Today is Thursday, Feb. 20, the 51st day of 2014. There are 314 days left in the year.
Today’s Highlight:
On Feb. 20, 1944, during World War II, U.S. strategic bombers began raiding German aircraft manufacturing centers in a series of attacks that became known as “Big Week.”
On this date:
In 1792, President George Washington signed an act creating the U.S. Post Office.
In 1809, the Supreme Court ruled that no state legislature could annul the judgments or determine the jurisdictions of federal courts.
In 1862, William Wallace Lincoln, the 11-year-old son of President Abraham Lincoln and first lady Mary Todd Lincoln, died at the White House, apparently of typhoid fever.
In 1907, President Theodore Roosevelt signed an immigration act which excluded “idiots, imbeciles, feebleminded persons, epileptics, insane persons” from being admitted to the United States.
In 1933, Congress proposed the 21st Amendment to the U.S. Constitution to repeal Prohibition.
In 1938, Anthony Eden resigned as British foreign secretary following Prime Minister Neville Chamberlain’s decision to negotiate with Italian dictator Benito Mussolini.

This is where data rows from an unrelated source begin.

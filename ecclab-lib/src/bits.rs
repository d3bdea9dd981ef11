//! Bit sequences and the `0`/`1` frame text format.
//!
//! Every codec in this crate consumes and produces [BitSequence]s. Text is
//! always read and written most-significant bit first, so `"10"` is the value
//! 2 and the first character is bit index 0.
use std::fmt;
use std::io::BufRead;
use std::str::FromStr;

use crate::{Error, Result};

/// An ordered, finite sequence of bits.
#[derive(Clone, Debug, Default, PartialEq, Eq, Hash)]
pub struct BitSequence {
    bits: Vec<bool>,
}

impl BitSequence {
    /// Parse frame text, ignoring any whitespace.
    ///
    /// # Errors
    /// [Error::Empty] if there are no bits after stripping whitespace, and
    /// [Error::NotBinary] for the first character that is not `0` or `1`.
    pub fn parse(text: &str) -> Result<Self> {
        let mut bits = Vec::with_capacity(text.len());
        for (position, found) in text.chars().filter(|c| !c.is_whitespace()).enumerate() {
            match found {
                '0' => bits.push(false),
                '1' => bits.push(true),
                _ => return Err(Error::NotBinary { position, found }),
            }
        }
        if bits.is_empty() {
            return Err(Error::Empty);
        }
        Ok(Self { bits })
    }

    #[must_use]
    pub fn from_bits(bits: Vec<bool>) -> Self {
        Self { bits }
    }

    /// Bits of `bytes`, MSB first.
    #[must_use]
    pub fn from_bytes(bytes: &[u8]) -> Self {
        let bits = bytes
            .iter()
            .flat_map(|b| (0..8).rev().map(move |i| (b >> i) & 1 == 1))
            .collect();
        Self { bits }
    }

    /// Bits of each character's low byte, 8 bits per character.
    ///
    /// Characters outside of Latin-1 are truncated to their low 8 bits, as they
    /// cannot be represented in a single byte.
    #[must_use]
    pub fn from_ascii(text: &str) -> Self {
        let bytes: Vec<u8> = text.chars().map(|c| (u32::from(c) & 0xff) as u8).collect();
        Self::from_bytes(&bytes)
    }

    /// Fixed-width, MSB-first rendering of `value`.
    ///
    /// # Errors
    /// [Error::TooWide] if `width` is greater than 64.
    pub fn from_value(value: u64, width: usize) -> Result<Self> {
        if width > 64 {
            return Err(Error::TooWide {
                actual: width,
                max: 64,
            });
        }
        let bits = (0..width).rev().map(|i| (value >> i) & 1 == 1).collect();
        Ok(Self { bits })
    }

    #[must_use]
    pub fn len(&self) -> usize {
        self.bits.len()
    }

    #[must_use]
    pub fn is_empty(&self) -> bool {
        self.bits.is_empty()
    }

    /// Bit at the 0-based `index`, or `None` if out of range.
    #[must_use]
    pub fn get(&self, index: usize) -> Option<bool> {
        self.bits.get(index).copied()
    }

    pub fn iter(&self) -> impl Iterator<Item = bool> + '_ {
        self.bits.iter().copied()
    }

    #[must_use]
    pub fn as_slice(&self) -> &[bool] {
        &self.bits
    }

    /// Split into the first `mid` bits and the rest.
    ///
    /// # Panics
    /// If `mid > self.len()`.
    #[must_use]
    pub fn split_at(&self, mid: usize) -> (BitSequence, BitSequence) {
        let (head, tail) = self.bits.split_at(mid);
        (Self::from_bits(head.to_vec()), Self::from_bits(tail.to_vec()))
    }

    /// Split off a trailing check region of `width` bits, returning
    /// `(payload, check)`.
    ///
    /// # Errors
    /// [Error::TooShort] if there are fewer than `width` bits.
    pub fn split_check(&self, width: usize) -> Result<(BitSequence, BitSequence)> {
        if self.len() < width {
            return Err(Error::TooShort {
                actual: self.len(),
                minimum: width,
            });
        }
        Ok(self.split_at(self.len() - width))
    }

    /// MSB-first integer value of all bits.
    ///
    /// # Errors
    /// [Error::TooWide] for more than 64 bits.
    pub fn value(&self) -> Result<u64> {
        if self.len() > 64 {
            return Err(Error::TooWide {
                actual: self.len(),
                max: 64,
            });
        }
        Ok(fold(&self.bits))
    }

    /// MSB-first values of consecutive `width`-bit blocks.
    ///
    /// # Errors
    /// [Error::Misaligned] if the length is not a multiple of `width`, and
    /// [Error::TooWide] if `width` is 0 or greater than 64.
    pub fn blocks(&self, width: usize) -> Result<impl Iterator<Item = u64> + '_> {
        if width == 0 || width > 64 {
            return Err(Error::TooWide {
                actual: width,
                max: 64,
            });
        }
        if self.len() % width != 0 {
            return Err(Error::Misaligned {
                len: self.len(),
                width,
            });
        }
        Ok(self.bits.chunks_exact(width).map(fold))
    }

    /// Pack into bytes, MSB first.
    ///
    /// # Errors
    /// [Error::Misaligned] if the length is not a multiple of 8.
    pub fn to_bytes(&self) -> Result<Vec<u8>> {
        // fold of 8 bits always fits in a byte
        Ok(self.blocks(8)?.map(|v| v as u8).collect())
    }

    /// Decode 8-bit groups as characters. A trailing partial group is ignored.
    #[must_use]
    pub fn to_ascii(&self) -> String {
        self.bits
            .chunks_exact(8)
            .map(|chunk| char::from(fold(chunk) as u8))
            .collect()
    }

    /// A copy with the bit at 0-based `index` inverted.
    ///
    /// # Panics
    /// If `index` is out of range.
    #[must_use]
    pub fn with_flipped(&self, index: usize) -> Self {
        let mut bits = self.bits.clone();
        bits[index] = !bits[index];
        Self { bits }
    }

    /// A copy extended with zeros to the next multiple of `width`, and the
    /// number of zeros added.
    #[must_use]
    pub fn pad_to_multiple(&self, width: usize) -> (Self, usize) {
        let padding = if width == 0 {
            0
        } else {
            (width - self.len() % width) % width
        };
        let mut bits = self.bits.clone();
        bits.resize(bits.len() + padding, false);
        (Self { bits }, padding)
    }

    /// Concatenation of `self` followed by `other`.
    #[must_use]
    pub fn concat(&self, other: &BitSequence) -> Self {
        let mut bits = Vec::with_capacity(self.len() + other.len());
        bits.extend_from_slice(&self.bits);
        bits.extend_from_slice(&other.bits);
        Self { bits }
    }
}

fn fold(bits: &[bool]) -> u64 {
    bits.iter().fold(0u64, |acc, &b| (acc << 1) | u64::from(b))
}

impl FromStr for BitSequence {
    type Err = Error;

    fn from_str(s: &str) -> Result<Self> {
        Self::parse(s)
    }
}

impl fmt::Display for BitSequence {
    fn fmt(&self, f: &mut fmt::Formatter<'_>) -> fmt::Result {
        let s: String = self.bits.iter().map(|&b| if b { '1' } else { '0' }).collect();
        f.write_str(&s)
    }
}

impl From<Vec<bool>> for BitSequence {
    fn from(bits: Vec<bool>) -> Self {
        Self::from_bits(bits)
    }
}

impl FromIterator<bool> for BitSequence {
    fn from_iter<T: IntoIterator<Item = bool>>(iter: T) -> Self {
        Self::from_bits(iter.into_iter().collect())
    }
}

#[cfg(feature = "serde")]
impl serde::Serialize for BitSequence {
    fn serialize<S: serde::Serializer>(&self, serializer: S) -> std::result::Result<S::Ok, S::Error> {
        serializer.collect_str(self)
    }
}

#[cfg(feature = "serde")]
impl<'de> serde::Deserialize<'de> for BitSequence {
    fn deserialize<D: serde::Deserializer<'de>>(deserializer: D) -> std::result::Result<Self, D::Error> {
        let s = String::deserialize(deserializer)?;
        Self::parse(&s).map_err(serde::de::Error::custom)
    }
}

/// Read a frame from the first non-blank line of `reader`.
///
/// # Errors
/// [Error::Io] if reading fails, [Error::Empty] if there is no non-blank line,
/// or any parse error for the line.
pub fn read_frame<R: BufRead>(reader: R) -> Result<BitSequence> {
    for line in reader.lines() {
        let line = line?;
        if line.trim().is_empty() {
            continue;
        }
        return BitSequence::parse(&line);
    }
    Err(Error::Empty)
}
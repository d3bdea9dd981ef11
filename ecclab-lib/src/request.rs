//! JSON request/response contract for decoding frames received from a sender.
//!
//! A request names the algorithm and carries the received frame text:
//!
//! ```json
//! {"algo": "hamming", "trama": "1011001", "NumMensaje": 3}
//! ```
//!
//! `fletcher` additionally requires `block_size`. Handling a request never
//! fails; problems are reported in the response status and diagnostic.
use serde::{Deserialize, Serialize};
use tracing::{debug, warn};

use crate::bits::BitSequence;
use crate::codec::Algorithm;
use crate::integrity::{DecodeResult, FixReport, Report, Status};

#[derive(Clone, Debug, PartialEq, Eq, Serialize, Deserialize)]
pub struct Request {
    pub algo: String,
    /// Received frame text.
    pub trama: String,
    #[serde(rename = "NumMensaje", default, skip_serializing_if = "Option::is_none")]
    pub num_mensaje: Option<u64>,
    #[serde(default, skip_serializing_if = "Option::is_none")]
    pub block_size: Option<u32>,
}

#[derive(Clone, Debug, PartialEq, Eq, Serialize, Deserialize)]
pub struct Response {
    #[serde(rename = "NumMensaje", skip_serializing_if = "Option::is_none")]
    pub num_mensaje: Option<u64>,
    pub algo: String,
    pub status: Status,
    pub data_bits: Option<String>,
    /// `data_bits` decoded as text, for `OK` and `FIX` results.
    pub message: Option<String>,
    #[serde(skip_serializing_if = "Option::is_none")]
    pub n: Option<usize>,
    #[serde(skip_serializing_if = "Option::is_none")]
    pub r: Option<usize>,
    #[serde(skip_serializing_if = "Option::is_none")]
    pub syndrome: Option<usize>,
    #[serde(skip_serializing_if = "Option::is_none")]
    pub fix: Option<FixReport>,
    #[serde(skip_serializing_if = "Option::is_none")]
    pub diagnostic: Option<String>,
}

/// Decode the frame carried by `request`.
pub fn handle(request: &Request) -> Response {
    let algorithm = match Algorithm::from_name(&request.algo, request.block_size) {
        Ok(alg) => alg,
        Err(err) => {
            warn!(algo = %request.algo, "unsupported algorithm: {err}");
            return respond(request, DecodeResult::malformed(err).report());
        }
    };

    let report = match BitSequence::parse(&request.trama) {
        Ok(frame) => algorithm.report(&frame),
        Err(err) => DecodeResult::malformed(err).report(),
    };
    debug!(
        num = ?request.num_mensaje,
        algorithm = %algorithm,
        status = %report.status,
        "handled request"
    );
    respond(request, report)
}

fn respond(request: &Request, report: Report) -> Response {
    let message = match report.status {
        Status::Ok | Status::Fix => report
            .data_bits
            .as_deref()
            .and_then(|bits| BitSequence::parse(bits).ok())
            .map(|bits| bits.to_ascii()),
        _ => None,
    };
    Response {
        num_mensaje: request.num_mensaje,
        algo: request.algo.clone(),
        status: report.status,
        data_bits: report.data_bits,
        message,
        n: report.n,
        r: report.r,
        syndrome: report.syndrome,
        fix: report.fix,
        diagnostic: report.diagnostic,
    }
}

/// Parse a JSON request and handle it, serializing the response.
///
/// # Errors
/// If `line` is not a valid request.
pub fn handle_json(line: &str) -> serde_json::Result<String> {
    let request: Request = serde_json::from_str(line)?;
    serde_json::to_string(&handle(&request))
}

In 1950, the U.S. Supreme Court, in United States v. Rabinowitz, ruled 5-3 that authorities making a lawful arrest did not need a warrant to search and seize evidence in an area that was in the “immediate and complete control” of the suspect.
In 1962, astronaut John Glenn became the first American to orbit the Earth as he flew aboard Project Mercury’s Friendship 7 spacecraft.
In 1987, a bomb left by Unabomber Ted Kaczynski exploded behind a computer store in Salt Lake City, seriously injuring store owner Gary Wright.
In 1999, movie reviewer Gene Siskel died at a hospital outside Chicago at age 53.